Andrew Mobsby, Cape Town SA, Head Product Structuring

When it comes to our money, most of us like to think that we are rational creatures. We believe that we make decisions based on the facts and figures in front of us and that we would never let our emotions get in the way of making a sound financial decision. However, as any behavioural economist will tell you, this is not always the case. In fact, our emotions often have a huge impact on our investment decisions – and can often lead us astray. In this blog post, we will take a look at some of the most common emotional biases that investors fall prey to and discuss how they can affect your portfolio.

One of the most common emotional biases is known as mental accounting. This is when we assign different values to money depending on where it came from, or how we plan to use it. For example, you may be more likely to spend money that you have earned from overtime at work, than money that you have been saving for a rainy day. This can lead to us making sub-optimal investment decisions, as we are not always thinking about our money in the same way.

Another common bias is herd mentality or following the crowd. When there is volatility in the markets, it can be easy to get caught up in the hype and make rash decisions based on what everyone else is doing. However, this is often a recipe for disaster, as the markets can move in unexpected ways. It is important to remember that you are the only one who is responsible for your investment decisions, and you should not let yourself be swayed by what others are doing.

Loss aversion is another emotional bias that can have a big impact on your investment decisions. This is the tendency to avoid losses at all costs, even if it means missing out on potential gains. For example, you may be reluctant to sell a losing stock in the hope that it will eventually rebound. However, this can often lead to further losses, as you are hanging on to an asset that is not performing well. It is important to remember that losses are a part of investing, and you should not let them dissuade you from making sound decisions.

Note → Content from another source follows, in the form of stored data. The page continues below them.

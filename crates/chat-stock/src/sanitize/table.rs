//! Table extraction
//!
//! Detects markdown-style and simple HTML-style tables embedded in text,
//! parses them into header/row structures, and removes them from the
//! running text. Parse results are tagged explicitly: a span either
//! becomes a [`Table`] or falls back to its raw text, and the caller
//! chooses the render path per outcome.
//!
//! The HTML pass runs first; the markdown pass scans what is left. Within
//! each pass, outcomes come back in the order the spans were encountered.

use regex::Regex;
use std::sync::LazyLock;

/// A parsed table: ordered headers plus rows of equal width
///
/// Every row holds exactly `headers.len()` cells; rows with mismatched
/// column counts are dropped during parsing, not stored.
#[derive(Debug, Clone, PartialEq, Eq)]
pub struct Table {
    /// Column headers
    pub headers: Vec<String>,
    /// Data rows, each as wide as the header
    pub rows: Vec<Vec<String>>,
}

/// Outcome of parsing one table span
#[derive(Debug, Clone, PartialEq, Eq)]
pub enum TableOutcome {
    /// The span parsed into a structured table
    Parsed(Table),
    /// The span did not parse; render it as-is
    Unparsed(String),
}

/// Result of a table extraction pass over a text
#[derive(Debug, Clone, PartialEq, Eq)]
pub struct TableExtraction {
    /// Outcomes in encounter order (HTML spans before markdown spans)
    pub outcomes: Vec<TableOutcome>,
    /// The text with every matched span removed
    pub remaining: String,
}

static HTML_TABLE: LazyLock<Regex> =
    LazyLock::new(|| Regex::new(r"(?s)<table>.*?</table>").expect("valid pattern"));
static HTML_ROW: LazyLock<Regex> =
    LazyLock::new(|| Regex::new(r"(?s)<tr>(.*?)</tr>").expect("valid pattern"));
static HTML_HEADER: LazyLock<Regex> =
    LazyLock::new(|| Regex::new(r"(?s)<th>(.*?)</th>").expect("valid pattern"));
static HTML_CELL: LazyLock<Regex> =
    LazyLock::new(|| Regex::new(r"(?s)<td>(.*?)</td>").expect("valid pattern"));

/// Extract all tables from the text
///
/// Every matched span (HTML `<table>` element or markdown pipe block with a
/// separator row) is removed from the returned text whether or not it
/// parsed. Malformed spans become [`TableOutcome::Unparsed`] (HTML) or are
/// dropped without an outcome (markdown blocks with no surviving rows).
pub fn extract_tables(text: &str) -> TableExtraction {
    let mut outcomes = Vec::new();

    // HTML pass
    let mut after_html = String::with_capacity(text.len());
    let mut last = 0;
    for m in HTML_TABLE.find_iter(text) {
        after_html.push_str(&text[last..m.start()]);
        last = m.end();

        match parse_html_table(m.as_str()) {
            Some(table) => outcomes.push(TableOutcome::Parsed(table)),
            None => outcomes.push(TableOutcome::Unparsed(m.as_str().to_string())),
        }
    }
    after_html.push_str(&text[last..]);

    // Markdown pass over what the HTML pass left behind
    let (md_outcomes, remaining) = extract_markdown_tables(&after_html);
    outcomes.extend(md_outcomes);

    TableExtraction {
        outcomes,
        remaining: remaining.trim().to_string(),
    }
}

/// Parse one `<table>...</table>` span
///
/// Headers come from `<th>` cells of the first row, data from `<td>` cells
/// of the rest. Anything structurally off (no headers, no data rows,
/// inconsistent widths) rejects the whole span.
fn parse_html_table(span: &str) -> Option<Table> {
    let rows: Vec<&str> = HTML_ROW
        .captures_iter(span)
        .filter_map(|c| c.get(1).map(|m| m.as_str()))
        .collect();
    if rows.len() < 2 {
        return None;
    }

    let headers: Vec<String> = HTML_HEADER
        .captures_iter(rows[0])
        .filter_map(|c| c.get(1).map(|m| m.as_str().trim().to_string()))
        .collect();
    if headers.is_empty() {
        return None;
    }

    let mut data = Vec::new();
    for row in &rows[1..] {
        let cells: Vec<String> = HTML_CELL
            .captures_iter(row)
            .filter_map(|c| c.get(1).map(|m| m.as_str().trim().to_string()))
            .collect();
        if cells.is_empty() {
            continue;
        }
        if cells.len() != headers.len() {
            return None;
        }
        data.push(cells);
    }

    if data.is_empty() {
        return None;
    }

    Some(Table {
        headers,
        rows: data,
    })
}

/// Scan for markdown table blocks: group consecutive pipe lines, require a
/// separator as the second line, keep rows whose width matches the header
fn extract_markdown_tables(text: &str) -> (Vec<TableOutcome>, String) {
    let mut outcomes = Vec::new();
    let mut kept: Vec<&str> = Vec::new();

    let lines: Vec<&str> = text.split('\n').collect();
    let mut i = 0;
    while i < lines.len() {
        if !is_pipe_line(lines[i]) {
            kept.push(lines[i]);
            i += 1;
            continue;
        }

        let start = i;
        while i < lines.len() && is_pipe_line(lines[i]) {
            i += 1;
        }
        let block = &lines[start..i];

        if block.len() >= 2 && is_separator_line(block[1]) {
            // A matched block is removed whether or not rows survive
            if block.len() >= 3 {
                if let Some(table) = parse_markdown_block(block) {
                    outcomes.push(TableOutcome::Parsed(table));
                }
            }
        } else {
            // Pipe lines without a separator row are not a table
            kept.extend_from_slice(block);
        }
    }

    (outcomes, kept.join("\n"))
}

fn is_pipe_line(line: &str) -> bool {
    line.trim_start().starts_with('|')
}

/// Separator rows contain only pipes, dashes, colons, and spaces
fn is_separator_line(line: &str) -> bool {
    let t = line.trim();
    t.starts_with('|')
        && t.contains('-')
        && t.chars().all(|c| matches!(c, '|' | '-' | ':' | ' '))
}

/// Parse a pipe block: header, skipped separator, width-checked data rows
fn parse_markdown_block(block: &[&str]) -> Option<Table> {
    let headers = split_cells(block[0]);
    if headers.is_empty() {
        return None;
    }

    let rows: Vec<Vec<String>> = block[2..]
        .iter()
        .map(|line| split_cells(line))
        .filter(|row| row.len() == headers.len())
        .collect();

    if rows.is_empty() {
        return None;
    }

    Some(Table { headers, rows })
}

fn split_cells(line: &str) -> Vec<String> {
    line.trim()
        .trim_matches('|')
        .split('|')
        .map(|cell| cell.trim().to_string())
        .collect()
}

#[cfg(test)]
mod tests {
    use super::*;

    #[test]
    fn test_well_formed_markdown_table() {
        let text = "Intro\n| A | B |\n|---|---|\n| 1 | 2 |\n| 3 | 4 |\nOutro";
        let extraction = extract_tables(text);

        assert_eq!(extraction.outcomes.len(), 1);
        match &extraction.outcomes[0] {
            TableOutcome::Parsed(table) => {
                assert_eq!(table.headers, vec!["A", "B"]);
                assert_eq!(table.rows.len(), 2);
                assert_eq!(table.rows[0], vec!["1", "2"]);
                assert_eq!(table.rows[1], vec!["3", "4"]);
            }
            TableOutcome::Unparsed(_) => panic!("Expected parsed table"),
        }
        assert_eq!(extraction.remaining, "Intro\nOutro");
    }

    #[test]
    fn test_mismatched_row_dropped_not_table() {
        let text = "| A | B |\n|---|---|\n| 1 | 2 |\n| only one |\n";
        let extraction = extract_tables(text);

        assert_eq!(extraction.outcomes.len(), 1);
        match &extraction.outcomes[0] {
            TableOutcome::Parsed(table) => {
                // The short row is dropped; the valid row survives
                assert_eq!(table.rows, vec![vec!["1".to_string(), "2".to_string()]]);
            }
            TableOutcome::Unparsed(_) => panic!("Expected parsed table"),
        }
        assert!(extraction.remaining.is_empty());
    }

    #[test]
    fn test_no_surviving_rows_still_removes_span() {
        let text = "before\n| A | B |\n|---|---|\n| only one |\nafter";
        let extraction = extract_tables(text);

        // No table produced, but the span is gone from the text
        assert!(extraction.outcomes.is_empty());
        assert_eq!(extraction.remaining, "before\nafter");
    }

    #[test]
    fn test_header_and_separator_only_removed() {
        let text = "before\n| A | B |\n|---|---|\nafter";
        let extraction = extract_tables(text);

        assert!(extraction.outcomes.is_empty());
        assert_eq!(extraction.remaining, "before\nafter");
    }

    #[test]
    fn test_pipe_lines_without_separator_kept() {
        let text = "| not | a |\n| table | here |";
        let extraction = extract_tables(text);

        assert!(extraction.outcomes.is_empty());
        assert_eq!(extraction.remaining, text);
    }

    #[test]
    fn test_html_table_parsed() {
        let text = "prose <table><tr><th>Metric</th><th>Value</th></tr>\
                    <tr><td>P/E</td><td>27.4</td></tr></table> more prose";
        let extraction = extract_tables(text);

        assert_eq!(extraction.outcomes.len(), 1);
        match &extraction.outcomes[0] {
            TableOutcome::Parsed(table) => {
                assert_eq!(table.headers, vec!["Metric", "Value"]);
                assert_eq!(table.rows, vec![vec!["P/E".to_string(), "27.4".to_string()]]);
            }
            TableOutcome::Unparsed(_) => panic!("Expected parsed table"),
        }
        assert_eq!(extraction.remaining, "prose  more prose");
    }

    #[test]
    fn test_malformed_html_falls_back_raw() {
        // No header cells: the span is removed but rendered raw
        let text = "<table><tr><td>1</td></tr><tr><td>2</td></tr></table>";
        let extraction = extract_tables(text);

        assert_eq!(extraction.outcomes.len(), 1);
        assert!(matches!(&extraction.outcomes[0], TableOutcome::Unparsed(span) if span == text));
        assert!(extraction.remaining.is_empty());
    }

    #[test]
    fn test_html_inconsistent_widths_fall_back_raw() {
        let text = "<table><tr><th>A</th><th>B</th></tr>\
                    <tr><td>1</td></tr></table>";
        let extraction = extract_tables(text);

        assert_eq!(extraction.outcomes.len(), 1);
        assert!(matches!(extraction.outcomes[0], TableOutcome::Unparsed(_)));
    }

    #[test]
    fn test_html_before_markdown_order() {
        let text = "| M | N |\n|---|---|\n| 5 | 6 |\n\n\
                    <table><tr><th>A</th></tr><tr><td>1</td></tr></table>";
        let extraction = extract_tables(text);

        assert_eq!(extraction.outcomes.len(), 2);
        // HTML outcome first even though the markdown table appears earlier
        match &extraction.outcomes[0] {
            TableOutcome::Parsed(table) => assert_eq!(table.headers, vec!["A"]),
            TableOutcome::Unparsed(_) => panic!("Expected parsed HTML table"),
        }
        match &extraction.outcomes[1] {
            TableOutcome::Parsed(table) => assert_eq!(table.headers, vec!["M", "N"]),
            TableOutcome::Unparsed(_) => panic!("Expected parsed markdown table"),
        }
    }

    #[test]
    fn test_no_tables() {
        let extraction = extract_tables("just prose");
        assert!(extraction.outcomes.is_empty());
        assert_eq!(extraction.remaining, "just prose");
    }
}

The gambler’s fallacy is another emotional bias that can lead to sub-optimal investment decisions. This is the belief that if something has happened a lot in the past, it is less likely to happen in the future. For example, you may believe that because a stock has gone down for the past few days, it is due for a rebound. However, this is not always the case, and you should not base your investment decisions on this kind of thinking.

The choice paradox is another common emotional bias that investors face. This is when we are presented with too many choices and have difficulty making a decision as a result. For example, you may find yourself paralysis-by-analysis when looking at different investment options. This can lead to you making sub-optimal decisions, as you are not able to focus on the most important factors. It is important to remember that less is often more when it comes to making investment decisions.

Finally, anchoring bias is an emotional bias that can have a big impact on your investment decisions. This is when we base our decision on a single piece of information and fail to take other factors into account. For example, you may anchor on the price of a stock, and fail to consider its fundamental value. This can lead to you overpaying for an asset or missing out on potential gains. It is important to remember that there are many factors to consider when making investment decisions, and you should not let yourself be anchored by one piece of information.

These are just some of the most common emotional biases that investors face. It is important to be aware of these biases, and how they can impact your investment decisions. However, it is also important to remember that you are the only one who is responsible for your investment decisions. You should not let yourself be swayed by emotions and should always make sure that you are thinking about your money in a rational way.

There you have it! These are just some of the most common emotional biases that investors face. Be sure to keep them in mind when making any future investment decisions, as they could end up having a big impact on your portfolio. Thanks for reading.